Each line in the records that mentions the word "expected" needs to be listed.

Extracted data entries
+---+

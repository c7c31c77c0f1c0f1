//! Application use cases. Orchestrate domain logic via ports.

pub mod extract;
pub mod paginate;
pub mod pipeline;
pub mod resolve;
pub mod titles;

pub use paginate::Paginator;
pub use pipeline::{PipelineService, sanitize_title};
pub use resolve::VideoResolver;
pub use titles::TitleResolver;
//! vk-archiver: archive photo/video attachments from VK private messaging
//! history, preserving original capture timestamps. Hexagonal architecture.

pub mod adapters;
pub mod domain;
pub mod ports;
pub mod shared;
pub mod usecases;
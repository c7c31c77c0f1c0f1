//! Two-stage video URL resolution.
//!
//! Access-keyed videos get a privileged "mobile" lookup for a direct file
//! URL. Everything that cannot be resolved falls back to the public
//! watch-page URL, which is recorded (with title and date) but refused by the
//! downloader. Resolution failures never propagate past the single video.

use crate::domain::{DomainError, MediaItem, VideoAttachment};
use crate::ports::VkGateway;
use std::sync::Arc;
use tracing::{debug, warn};

/// Builds the public watch-page URL for a video. Never directly
/// downloadable; the downloader rejects it by pattern.
pub fn watch_page_url(owner_id: i64, video_id: i64) -> String {
    format!("https://vk.com/video{owner_id}_{video_id}")
}

/// Resolves a `VideoAttachment` into a downloadable (or fallback) item.
pub struct VideoResolver {
    vk: Arc<dyn VkGateway>,
}

impl VideoResolver {
    pub fn new(vk: Arc<dyn VkGateway>) -> Self {
        Self { vk }
    }

    pub async fn resolve(&self, video: &VideoAttachment) -> MediaItem {
        let direct = match &video.access_key {
            Some(key) => match self
                .vk
                .video_direct_url(video.owner_id, video.id, key)
                .await
            {
                Ok(url) => url,
                Err(e) => {
                    warn!(
                        owner_id = video.owner_id,
                        video_id = video.id,
                        error = %e,
                        "direct URL resolution failed, using watch-page fallback"
                    );
                    None
                }
            },
            None => {
                debug!(
                    owner_id = video.owner_id,
                    video_id = video.id,
                    "video has no access key, using watch-page fallback"
                );
                None
            }
        };

        MediaItem::Video {
            id: format!("video{}_{}", video.owner_id, video.id),
            url: direct.unwrap_or_else(|| watch_page_url(video.owner_id, video.id)),
            title: video.title.clone(),
            date: video.date,
        }
    }
}
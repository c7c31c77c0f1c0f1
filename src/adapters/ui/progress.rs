//! Renders pipeline progress events (0-100 integers) as an indicatif bar.

use indicatif::{ProgressBar, ProgressStyle};
use tokio::sync::mpsc;
use tokio::task::JoinHandle;

/// A 0-100 percent bar with a phase message on the left.
pub fn percent_bar() -> ProgressBar {
    let bar = ProgressBar::new(100);
    bar.set_style(
        ProgressStyle::with_template("{msg:>28} [{bar:40.cyan/blue}] {pos:>3}%")
            .expect("static progress template")
            .progress_chars("=>-"),
    );
    bar
}

/// Consumes progress events until the channel closes. The pipeline is the
/// single producer; this task is the single consumer.
pub fn drive(bar: ProgressBar, mut rx: mpsc::Receiver<u8>) -> JoinHandle<()> {
    tokio::spawn(async move {
        while let Some(percent) = rx.recv().await {
            bar.set_position(u64::from(percent));
        }
    })
}
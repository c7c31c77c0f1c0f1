//! Shared application concerns: configuration.

pub mod config;
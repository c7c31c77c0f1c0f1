//! Application configuration. Credentials, paths, rate limiting.

use serde::Deserialize;
use std::time::Duration;

/// Politeness delay between successive paginated API calls. The platform
/// allows about three requests per second.
pub const DEFAULT_PAGE_DELAY_MS: u64 = 330;

/// Default capacity for the progress event channel. Progress is lossy when
/// the consumer lags; a small buffer is enough.
pub const DEFAULT_PROGRESS_QUEUE_SIZE: usize = 64;

#[derive(Debug, Deserialize, Default)]
pub struct AppConfig {
    /// Opaque VK bearer token. Read from VK_ARCHIVER_TOKEN.
    pub token: Option<String>,

    /// Destination root; one subdirectory created per selected conversation.
    /// Read from VK_ARCHIVER_OUTPUT_DIR.
    pub output_dir: Option<String>,

    /// Delay in ms between paginated API requests. Read from
    /// VK_ARCHIVER_PAGE_DELAY_MS.
    #[serde(default)]
    pub page_delay_ms: Option<u64>,

    /// yt-dlp binary name or path. Read from VK_ARCHIVER_YTDLP_PATH.
    #[serde(default)]
    pub ytdlp_path: Option<String>,

    /// Progress channel buffer size. Read from VK_ARCHIVER_PROGRESS_QUEUE_SIZE.
    #[serde(default)]
    pub progress_queue_size: Option<usize>,
}

impl AppConfig {
    pub fn load() -> Result<Self, config::ConfigError> {
        dotenv::dotenv().ok();
        let mut c = config::Config::builder();
        c = c.add_source(config::Environment::with_prefix("VK_ARCHIVER"));
        if let Ok(path) = std::env::var("VK_ARCHIVER_CONFIG") {
            c = c.add_source(config::File::with_name(&path));
        }
        c.build()?.try_deserialize()
    }

    /// Politeness delay between page fetches. Defaults to 330 ms.
    pub fn page_delay_or_default(&self) -> Duration {
        Duration::from_millis(self.page_delay_ms.unwrap_or(DEFAULT_PAGE_DELAY_MS))
    }

    /// yt-dlp binary. Defaults to "yt-dlp" on PATH.
    pub fn ytdlp_path_or_default(&self) -> String {
        self.ytdlp_path
            .clone()
            .unwrap_or_else(|| "yt-dlp".to_string())
    }

    /// Progress channel buffer size. Defaults to DEFAULT_PROGRESS_QUEUE_SIZE.
    pub fn progress_queue_size_or_default(&self) -> usize {
        self.progress_queue_size
            .unwrap_or(DEFAULT_PROGRESS_QUEUE_SIZE)
    }
}
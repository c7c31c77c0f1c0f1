//! Core domain layer. No external I/O dependencies.
//!
//! Entities and business rules live here. Dependencies flow inward.

pub mod entities;
pub mod errors;

pub use entities::{
    Attachment, ConversationLabel, ConversationRef, DownloadStats, MediaItem, MessageNode,
    PeerKind, PhotoAttachment, PhotoSize, VideoAttachment,
};
pub use errors::DomainError;
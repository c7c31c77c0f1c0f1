//! Implements DownloadPort. Streaming HTTP transfer for plain URLs, yt-dlp
//! subprocess for direct media streams (container extension or adaptive
//! manifest), metadata stamping afterwards.
//!
//! Never propagates: every failure is logged with URL and destination and
//! becomes a `false` result so the pipeline skips the item and moves on.

use crate::adapters::media::stamper;
use crate::domain::DomainError;
use crate::ports::DownloadPort;
use async_trait::async_trait;
use std::path::{Path, PathBuf};
use std::process::Stdio;
use tokio::io::AsyncWriteExt;
use tokio::process::Command;
use tracing::{debug, error, warn};

/// Watch-page URLs carry this pattern; they render an HTML player, not a
/// media stream, and are never downloadable.
const WATCH_PAGE_PATTERN: &str = "vk.com/video";

/// yt-dlp format preference: best mp4 video+audio pair, then best combined
/// mp4, then whatever is best.
const YTDLP_FORMAT: &str = "bestvideo[ext=mp4]+bestaudio[ext=m4a]/best[ext=mp4]/best";

/// URL shapes handed to yt-dlp instead of a plain byte transfer.
fn is_stream_url(url: &str) -> bool {
    [".mp4", ".m3u8"].iter().any(|pattern| url.contains(pattern))
}

/// Media downloader adapter.
pub struct MediaDownloader {
    http: reqwest::Client,
    ytdlp_bin: String,
}

impl MediaDownloader {
    /// `ytdlp_bin`: yt-dlp binary name or path (config override).
    pub fn new(ytdlp_bin: String) -> Self {
        Self {
            http: reqwest::Client::new(),
            ytdlp_bin,
        }
    }

    async fn transfer(&self, url: &str, dest: &Path) -> Result<(), DomainError> {
        if is_stream_url(url) {
            self.run_ytdlp(url, dest).await
        } else {
            self.stream_to_file(url, dest).await
        }
    }

    /// Plain sequential byte transfer: open the URL, write chunks as they
    /// arrive.
    async fn stream_to_file(&self, url: &str, dest: &Path) -> Result<(), DomainError> {
        let mut response = self
            .http
            .get(url)
            .send()
            .await
            .and_then(|r| r.error_for_status())
            .map_err(|e| DomainError::Download(e.to_string()))?;

        let mut file = tokio::fs::File::create(dest)
            .await
            .map_err(|e| DomainError::Download(e.to_string()))?;

        while let Some(chunk) = response
            .chunk()
            .await
            .map_err(|e| DomainError::Download(e.to_string()))?
        {
            file.write_all(&chunk)
                .await
                .map_err(|e| DomainError::Download(e.to_string()))?;
        }
        file.flush()
            .await
            .map_err(|e| DomainError::Download(e.to_string()))?;
        Ok(())
    }

    /// Adaptive-format download via yt-dlp. The output template replaces the
    /// destination extension with yt-dlp's resolved final format.
    async fn run_ytdlp(&self, url: &str, dest: &Path) -> Result<(), DomainError> {
        let template = output_template(dest);
        let status = Command::new(&self.ytdlp_bin)
            .arg("--quiet")
            .arg("-f")
            .arg(YTDLP_FORMAT)
            .arg("-o")
            .arg(&template)
            .arg(url)
            .stdout(Stdio::null())
            .stderr(Stdio::null())
            .status()
            .await
            .map_err(|e| DomainError::Download(format!("{}: {}", self.ytdlp_bin, e)))?;

        if !status.success() {
            return Err(DomainError::Download(format!(
                "{} exited with {}",
                self.ytdlp_bin, status
            )));
        }
        Ok(())
    }
}

/// `<dest without extension>.%(ext)s`, yt-dlp's output-template syntax.
fn output_template(dest: &Path) -> PathBuf {
    let stem = dest.with_extension("");
    PathBuf::from(format!("{}.%(ext)s", stem.display()))
}

#[async_trait]
impl DownloadPort for MediaDownloader {
    async fn download(&self, url: &str, dest: &Path, original_ts: Option<i64>) -> bool {
        if url.is_empty() {
            warn!(path = %dest.display(), "empty media URL, skipping");
            return false;
        }
        if url.contains(WATCH_PAGE_PATTERN) {
            warn!(url, "no direct link available, skipping watch-page URL");
            return false;
        }

        if let Err(e) = self.transfer(url, dest).await {
            error!(url, path = %dest.display(), error = %e, "download failed");
            return false;
        }
        debug!(url, path = %dest.display(), "downloaded");

        // Stamping is best-effort: its failures are logged inside the
        // stamper and never flip the download result.
        if let Some(ts) = original_ts {
            let path = dest.to_path_buf();
            if let Err(e) = tokio::task::spawn_blocking(move || stamper::stamp(&path, ts)).await {
                warn!(path = %dest.display(), error = %e, "metadata stamping task failed");
            }
        }

        true
    }
}
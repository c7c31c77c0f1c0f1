//! Maps a conversation's peer id to a human-readable label.
//!
//! Resolution failures are per-item: they produce a sentinel title and never
//! abort the surrounding enumeration loop.

use crate::domain::{ConversationLabel, ConversationRef, DomainError, PeerKind};
use crate::ports::VkGateway;
use std::sync::Arc;
use tracing::warn;

/// Resolves one `ConversationRef` into a labeled entry via the gateway.
pub struct TitleResolver {
    vk: Arc<dyn VkGateway>,
}

impl TitleResolver {
    pub fn new(vk: Arc<dyn VkGateway>) -> Self {
        Self { vk }
    }

    /// Never fails: any unclassified error becomes the "resolution error"
    /// sentinel so the conversation still shows up in the selection list.
    pub async fn resolve(&self, conversation: &ConversationRef) -> ConversationLabel {
        let peer_id = conversation.peer_id;
        let title = match self.resolve_title(peer_id).await {
            Ok(title) => title,
            Err(e) => {
                warn!(peer_id, error = %e, "title resolution failed");
                "resolution error".to_string()
            }
        };
        ConversationLabel { title, peer_id }
    }

    async fn resolve_title(&self, peer_id: i64) -> Result<String, DomainError> {
        match PeerKind::of(peer_id) {
            PeerKind::Chat { chat_id } => match self.vk.chat_title(chat_id).await {
                Ok(title) => Ok(title),
                // Access denied is an expected state, not an error: the chat
                // is listed so the user can choose to skip it.
                Err(e) if e.is_access_denied() => Ok(format!("inaccessible chat {chat_id}")),
                Err(e) => Err(e),
            },
            PeerKind::User { user_id } => Ok(self
                .vk
                .user_name(user_id)
                .await?
                .unwrap_or_else(|| format!("deleted user {user_id}"))),
            PeerKind::Community { community_id } => Ok(self
                .vk
                .community_name(community_id)
                .await?
                .unwrap_or_else(|| format!("community {community_id}"))),
        }
    }
}

#[cfg(test)]
mod tests {
    use super::*;
    use crate::domain::MessageNode;

    /// Gateway stub: user 10 exists, user 11 is deleted, chat 5 is access
    /// denied, chat lookups otherwise fail with transport errors, community
    /// 7 has no name.
    struct StubGateway;

    #[async_trait::async_trait]
    impl VkGateway for StubGateway {
        async fn conversation_count(&self) -> Result<u64, DomainError> {
            Ok(0)
        }

        async fn conversations_page(
            &self,
            _offset: u64,
            _count: u64,
        ) -> Result<Vec<ConversationRef>, DomainError> {
            Ok(vec![])
        }

        async fn chat_title(&self, chat_id: i64) -> Result<String, DomainError> {
            match chat_id {
                5 => Err(DomainError::Api {
                    code: 917,
                    message: "You can't access this chat".into(),
                }),
                6 => Ok("Weekend plans".into()),
                _ => Err(DomainError::Transport("timeout".into())),
            }
        }

        async fn user_name(&self, user_id: i64) -> Result<Option<String>, DomainError> {
            match user_id {
                10 => Ok(Some("First Last".into())),
                11 => Ok(None),
                _ => Err(DomainError::Transport("timeout".into())),
            }
        }

        async fn community_name(&self, community_id: i64) -> Result<Option<String>, DomainError> {
            match community_id {
                7 => Ok(None),
                8 => Ok(Some("Rust News".into())),
                _ => Err(DomainError::Transport("timeout".into())),
            }
        }

        async fn history_page(
            &self,
            _peer_id: i64,
            _offset: u64,
            _count: u64,
        ) -> Result<Vec<MessageNode>, DomainError> {
            Ok(vec![])
        }

        async fn video_direct_url(
            &self,
            _owner_id: i64,
            _video_id: i64,
            _access_key: &str,
        ) -> Result<Option<String>, DomainError> {
            Ok(None)
        }
    }

    fn resolver() -> TitleResolver {
        TitleResolver::new(Arc::new(StubGateway))
    }

    #[tokio::test]
    async fn test_chat_resolved() {
        let label = resolver()
            .resolve(&ConversationRef {
                peer_id: 2_000_000_006,
            })
            .await;
        assert_eq!(label.title, "Weekend plans");
        assert_eq!(label.peer_id, 2_000_000_006);
    }

    #[tokio::test]
    async fn test_access_denied_chat_gets_sentinel() {
        let label = resolver()
            .resolve(&ConversationRef {
                peer_id: 2_000_000_005,
            })
            .await;
        assert_eq!(label.title, "inaccessible chat 5");
    }

    #[tokio::test]
    async fn test_deleted_user_sentinel() {
        let label = resolver().resolve(&ConversationRef { peer_id: 11 }).await;
        assert_eq!(label.title, "deleted user 11");
    }

    #[tokio::test]
    async fn test_user_display_name() {
        let label = resolver().resolve(&ConversationRef { peer_id: 10 }).await;
        assert_eq!(label.title, "First Last");
    }

    #[tokio::test]
    async fn test_community_fallback_name() {
        let label = resolver().resolve(&ConversationRef { peer_id: -7 }).await;
        assert_eq!(label.title, "community 7");
    }

    #[tokio::test]
    async fn test_transport_error_maps_to_resolution_error() {
        let label = resolver().resolve(&ConversationRef { peer_id: 999 }).await;
        assert_eq!(label.title, "resolution error");
        assert_eq!(label.peer_id, 999);
    }
}
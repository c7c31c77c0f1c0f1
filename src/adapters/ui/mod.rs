//! Terminal UI adapters: banner, progress rendering, interactive prompts.

pub mod banner;
pub mod progress;
pub mod tui;

/// Prints the welcome banner. Call once at startup (after tracing init).
pub fn init_ui() {
    banner::print_welcome();
}
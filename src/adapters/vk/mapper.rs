//! Map VK wire types to domain entities.
//!
//! Attachment dispatch is a closed match over the known kind strings; unknown
//! kinds (docs, stickers, audio, ...) fall through to `Attachment::Other` and
//! are ignored downstream.

use crate::adapters::vk::api_types::{
    ApiAttachment, ApiMessage, ApiPhoto, ApiVideo, UserInfo, VideoFiles,
};
use crate::domain::{Attachment, MessageNode, PhotoAttachment, PhotoSize, VideoAttachment};

/// Map a raw message (and its forwarded subtree) to domain form.
pub fn message_node(msg: ApiMessage) -> MessageNode {
    MessageNode {
        attachments: msg.attachments.into_iter().map(attachment).collect(),
        forwarded: msg.fwd_messages.into_iter().map(message_node).collect(),
    }
}

fn attachment(raw: ApiAttachment) -> Attachment {
    match raw.kind.as_str() {
        // A kind string without its matching payload is malformed; drop the
        // attachment, not the message.
        "photo" => raw.photo.map(photo).unwrap_or(Attachment::Other),
        "video" => raw.video.map(video).unwrap_or(Attachment::Other),
        _ => Attachment::Other,
    }
}

fn photo(raw: ApiPhoto) -> Attachment {
    Attachment::Photo(PhotoAttachment {
        owner_id: raw.owner_id,
        id: raw.id,
        date: raw.date,
        sizes: raw
            .sizes
            .into_iter()
            .map(|s| PhotoSize {
                width: s.width,
                url: s.url,
            })
            .collect(),
    })
}

fn video(raw: ApiVideo) -> Attachment {
    Attachment::Video(VideoAttachment {
        owner_id: raw.owner_id,
        id: raw.id,
        date: raw.date,
        title: raw.title,
        access_key: raw.access_key,
        platform: raw.platform,
    })
}

/// Display name from a user record, trimmed ("First Last").
pub fn display_name(user: &UserInfo) -> String {
    format!("{} {}", user.first_name, user.last_name)
        .trim()
        .to_string()
}

/// Pick a direct URL from the quality map in strict descending preference
/// order; the "external" link is the last resort. This tier order is an
/// externally observable contract.
pub fn pick_direct_url(files: &VideoFiles) -> Option<&str> {
    files
        .mp4_1080
        .as_deref()
        .or(files.mp4_720.as_deref())
        .or(files.mp4_480.as_deref())
        .or(files.mp4_360.as_deref())
        .or(files.mp4_240.as_deref())
        .or(files.external.as_deref())
}
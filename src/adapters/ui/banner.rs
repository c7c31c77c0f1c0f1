//! ASCII banner with a vertical color gradient (VK-ARCHIVER).

use crossterm::ExecutableCommand;
use crossterm::style::{Color, Print, ResetColor, SetForegroundColor};
use figlet_rs::FIGfont;
use std::io::{Write, stdout};

/// VK brand blue (#0077ff).
const VK_BLUE: (u8, u8, u8) = (0x00, 0x77, 0xff);
/// Light sky (#9ad0ff).
const LIGHT_SKY: (u8, u8, u8) = (0x9a, 0xd0, 0xff);

/// Linear interpolation between two RGB colors. `t` in [0.0, 1.0].
fn lerp_rgb(a: (u8, u8, u8), b: (u8, u8, u8), t: f64) -> (u8, u8, u8) {
    let r = (f64::from(a.0) * (1.0 - t) + f64::from(b.0) * t).round() as u8;
    let g = (f64::from(a.1) * (1.0 - t) + f64::from(b.1) * t).round() as u8;
    let bl = (f64::from(a.2) * (1.0 - t) + f64::from(b.2) * t).round() as u8;
    (r, g, bl)
}

/// Prints "VK-ARCHIVER" in figlet standard font with a blue-to-sky gradient,
/// then the version line.
pub fn print_welcome() {
    let mut out = stdout();
    let Ok(font) = FIGfont::standard() else {
        return;
    };
    let Some(figure) = font.convert("VK-ARCHIVER") else {
        return;
    };
    let art = figure.to_string();
    let lines: Vec<&str> = art.lines().collect();
    let total = lines.len().max(1);

    for (i, line) in lines.iter().enumerate() {
        let t = if total <= 1 {
            1.0
        } else {
            i as f64 / (total - 1) as f64
        };
        let (r, g, b) = lerp_rgb(VK_BLUE, LIGHT_SKY, t);
        let _ = out.execute(SetForegroundColor(Color::Rgb { r, g, b }));
        let _ = out.execute(Print(line));
        let _ = out.execute(Print("\r\n"));
        let _ = out.execute(ResetColor);
    }

    let version = env!("CARGO_PKG_VERSION");
    let _ = out.execute(SetForegroundColor(Color::Rgb {
        r: LIGHT_SKY.0,
        g: LIGHT_SKY.1,
        b: LIGHT_SKY.2,
    }));
    let _ = out.execute(Print(format!("v{}\r\n", version)));
    let _ = out.execute(ResetColor);
    let _ = out.flush();
}
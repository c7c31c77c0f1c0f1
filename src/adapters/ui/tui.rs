//! Implements InputPort. Inquire-based interactive flow:
//! enumerate -> multi-select conversations -> download with progress bar.

use crate::adapters::ui::progress;
use crate::domain::{ConversationLabel, DomainError};
use crate::ports::InputPort;
use crate::usecases::PipelineService;
use async_trait::async_trait;
use inquire::MultiSelect;
use std::path::PathBuf;
use std::sync::{Arc, Mutex};
use tokio::sync::mpsc;

fn option_line(label: &ConversationLabel) -> String {
    format!("{} ({})", label.title, label.peer_id)
}

/// TUI adapter. Owns the receiving end of the pipeline's progress channel.
pub struct TuiInputPort {
    pipeline: Arc<PipelineService>,
    output_dir: PathBuf,
    progress_rx: Mutex<Option<mpsc::Receiver<u8>>>,
}

impl TuiInputPort {
    pub fn new(
        pipeline: Arc<PipelineService>,
        output_dir: PathBuf,
        progress_rx: mpsc::Receiver<u8>,
    ) -> Self {
        Self {
            pipeline,
            output_dir,
            progress_rx: Mutex::new(Some(progress_rx)),
        }
    }
}

#[async_trait]
impl InputPort for TuiInputPort {
    async fn run(&self) -> Result<(), DomainError> {
        let rx = self
            .progress_rx
            .lock()
            .ok()
            .and_then(|mut guard| guard.take())
            .ok_or_else(|| DomainError::Input("pipeline already running".into()))?;

        let bar = progress::percent_bar();
        bar.set_message("enumerating conversations");
        let driver = progress::drive(bar.clone(), rx);

        // Enumeration must complete before selection is possible.
        let labels = match self.pipeline.list_conversations().await {
            Ok(labels) => labels,
            Err(e) => {
                driver.abort();
                bar.finish_and_clear();
                return Err(e);
            }
        };
        bar.set_position(100);

        let options: Vec<String> = labels.iter().map(option_line).collect();
        let chosen = MultiSelect::new("Select conversations to archive", options)
            .prompt()
            .map_err(|e| DomainError::Input(e.to_string()))?;
        let selected: Vec<ConversationLabel> = labels
            .iter()
            .filter(|label| chosen.contains(&option_line(label)))
            .cloned()
            .collect();
        if selected.is_empty() {
            driver.abort();
            bar.finish_and_clear();
            return Err(DomainError::Input("no conversations selected".into()));
        }

        bar.reset();
        bar.set_message("downloading media");
        let result = self
            .pipeline
            .download_selected(&selected, &self.output_dir)
            .await;
        driver.abort();
        bar.finish_and_clear();
        let stats = result?;

        if stats.canceled {
            println!(
                "Canceled: {} downloaded, {} skipped. Partial output kept in {}",
                stats.downloaded,
                stats.skipped,
                self.output_dir.display()
            );
        } else {
            println!(
                "Done: {} downloaded, {} skipped -> {}",
                stats.downloaded,
                stats.skipped,
                self.output_dir.display()
            );
        }
        Ok(())
    }
}
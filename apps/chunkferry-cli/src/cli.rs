//! Command-line arguments.

use std::net::SocketAddr;
use std::path::PathBuf;

use clap::{Args, Parser, Subcommand};

use chunkferry_receiver::ReceiverConfig;
use chunkferry_sender::SenderConfig;

/// chunkferry - resumable chunked file uploads over HTTP.
#[derive(Debug, Parser)]
#[command(name = "chunkferry", version, about)]
pub struct Cli {
    #[command(subcommand)]
    pub command: Command,
}

#[derive(Debug, Subcommand)]
pub enum Command {
    /// Run the receiving server
    Serve(ServeArgs),
    /// Upload a file to a receiver
    Send(SendArgs),
}

#[derive(Debug, Args)]
pub struct ServeArgs {
    /// JSON receiver configuration file
    #[arg(short, long, env = "CHUNKFERRY_RECEIVER_CONFIG", value_name = "FILE")]
    pub config: Option<PathBuf>,

    /// Address to listen on
    #[arg(short, long = "bind")]
    pub bind_addr: Option<SocketAddr>,

    /// Storage root for working areas and artifacts
    #[arg(long, value_name = "DIR")]
    pub base_path: Option<PathBuf>,

    /// Folder name for assembled files
    #[arg(long)]
    pub final_area: Option<String>,

    /// Largest accepted chunk in bytes
    #[arg(long)]
    pub chunk_size: Option<usize>,
}

impl ServeArgs {
    /// Applies command-line overrides on top of `config`.
    pub fn apply(&self, mut config: ReceiverConfig) -> ReceiverConfig {
        if let Some(addr) = self.bind_addr {
            config.bind_addr = addr;
        }
        if let Some(path) = &self.base_path {
            config.base_path = path.clone();
        }
        if let Some(name) = &self.final_area {
            config.final_area_name = name.clone();
        }
        if let Some(size) = self.chunk_size {
            config.chunk_size = size;
        }
        config
    }
}

#[derive(Debug, Args)]
pub struct SendArgs {
    /// File to upload
    pub file: PathBuf,

    /// Upload endpoint, e.g. http://127.0.0.1:8080/upload
    #[arg(short, long)]
    pub url: String,

    /// JSON sender configuration file
    #[arg(short, long, env = "CHUNKFERRY_SENDER_CONFIG", value_name = "FILE")]
    pub config: Option<PathBuf>,

    /// Chunk size in bytes
    #[arg(long)]
    pub chunk_size: Option<usize>,

    /// Extra request header, repeatable
    #[arg(short = 'H', long = "header", value_parser = parse_header, value_name = "NAME:VALUE")]
    pub headers: Vec<(String, String)>,
}

impl SendArgs {
    pub fn apply(&self, mut config: SenderConfig) -> SenderConfig {
        if let Some(size) = self.chunk_size {
            config.chunk_size = size;
        }
        config
    }
}

/// Parses `NAME:VALUE`, trimming whitespace around both halves.
fn parse_header(raw: &str) -> Result<(String, String), String> {
    let (name, value) = raw
        .split_once(':')
        .ok_or_else(|| format!("expected NAME:VALUE, got {raw:?}"))?;
    let name = name.trim();
    if name.is_empty() {
        return Err(format!("empty header name in {raw:?}"));
    }
    Ok((name.to_string(), value.trim().to_string()))
}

+---+

RESULT BELOW:
                // Access denied is an expected state, not an error: the chat
        .ok_or_else(|| format!("expected NAME:VALUE, got {raw:?}"))?;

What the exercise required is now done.